Data 605 Assignment Ten
Assignment 10 Data 605
Smith is in jail and has 1 dollar; he can get out on bail if he has 8 dollars. A guard agrees to make a series of bets with him. If Smith bets A dollars, he wins A dollars with probability .4 and loses A dollars with probability .6. Find the probability that he wins 8 dollars before losing all of his money if:
He bets 1 dollar each time (timid strategy)

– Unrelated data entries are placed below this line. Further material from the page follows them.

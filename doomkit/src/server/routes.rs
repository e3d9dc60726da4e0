//! Route handlers for the asset HTTP boundary.

use std::collections::BTreeMap;
use std::sync::Arc;

use axum::{
    body::Body,
    extract::{Path, State},
    http::{header, StatusCode},
    response::{IntoResponse, Response},
    routing::{get, post},
    Json, Router,
};
use serde::Serialize;
use tokio_util::io::ReaderStream;
use tracing::{error, info, warn};

use crate::archive::CanonicalRole;
use crate::error::ServeError;
use crate::fetch::HttpClient;
use crate::service::AssetService;
use crate::status::StatusReport;

/// Shared state handed to every handler.
pub type SharedService<C> = Arc<AssetService<C>>;

/// Build the router for the three boundary operations.
pub fn router<C: HttpClient + 'static>(service: SharedService<C>) -> Router {
    Router::new()
        .route("/doom/status", get(status_handler::<C>))
        .route("/doom/download", post(download_handler::<C>))
        .route("/doom/files/:filename", get(file_handler::<C>))
        .with_state(service)
}

/// JSON body of `GET /doom/status`.
#[derive(Debug, Serialize)]
#[serde(rename_all = "camelCase")]
struct StatusBody {
    has_exe: bool,
    has_wad: bool,
    has_setup: bool,
    doom_dir: String,
    files: BTreeMap<&'static str, bool>,
    #[serde(skip_serializing_if = "Option::is_none")]
    error: Option<String>,
}

impl From<StatusReport> for StatusBody {
    fn from(report: StatusReport) -> Self {
        Self {
            has_exe: report.has(CanonicalRole::PrimaryExecutable),
            has_wad: report.has(CanonicalRole::PrimaryData),
            has_setup: report.has(CanonicalRole::AuxiliarySetup),
            doom_dir: report.directory.display().to_string(),
            files: report.files(),
            error: report.error,
        }
    }
}

/// GET /doom/status
async fn status_handler<C: HttpClient + 'static>(
    State(service): State<SharedService<C>>,
) -> Json<StatusBody> {
    Json(StatusBody::from(service.status()))
}

/// POST /doom/download
async fn download_handler<C: HttpClient + 'static>(
    State(service): State<SharedService<C>>,
) -> Response {
    let result = service.download().await;
    let status = if result.success {
        info!(files = ?result.files, "Download request succeeded");
        StatusCode::OK
    } else {
        warn!(error = ?result.error, "Download request failed");
        StatusCode::INTERNAL_SERVER_ERROR
    };
    (status, Json(result)).into_response()
}

/// GET /doom/files/:filename
async fn file_handler<C: HttpClient + 'static>(
    State(service): State<SharedService<C>>,
    Path(filename): Path<String>,
) -> Response {
    match service.open_file(&filename).await {
        Ok(served) => {
            info!(file = %served.name, bytes = served.len, "Serving file");
            let body = Body::from_stream(ReaderStream::new(served.file));
            (
                StatusCode::OK,
                [
                    (header::CONTENT_TYPE, "application/octet-stream".to_string()),
                    (header::CONTENT_LENGTH, served.len.to_string()),
                ],
                body,
            )
                .into_response()
        }
        Err(e) => serve_error_response(&filename, e),
    }
}

fn serve_error_response(filename: &str, e: ServeError) -> Response {
    let status = match e {
        ServeError::Forbidden => StatusCode::FORBIDDEN,
        ServeError::NotFound => StatusCode::NOT_FOUND,
        ServeError::Io(ref io) => {
            error!(file = filename, error = %io, "Failed to open file");
            StatusCode::INTERNAL_SERVER_ERROR
        }
    };
    (status, e.to_string()).into_response()
}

\[q = 0.6\\ p = 0.4 \\ s = 1 \\ M = 8 \\ \frac{q}{p} = \frac{0.6}{0.4} = 1.5\\ P = \frac{1-(\frac{q}{p})^s}{1-(\frac{q}{p})^M} \\ P = \frac{1-1.5^{1}}{1-1.5^{8}}= .0203\]
Simulation in R
win = 0
lose = 0
cap = 8
for(game in 1:1000000){
purse = 1
while(purse < cap & purse > 0){
roll = runif(1)
if(roll < 0.4){
purse = purse + 1
}
else{
purse = purse - 1
}
if(purse == 8){ #increment win counter when $8 is reached
win = win +1
}
if(purse == 0){ #increment lose counter when $0 is reached
lose = lose +1
}
}
}
win/lose
## [1] 0.02077898
He bets, each time, as much as possible but not more than necessary to bring his fortune up to 8 dollars (bold strategy).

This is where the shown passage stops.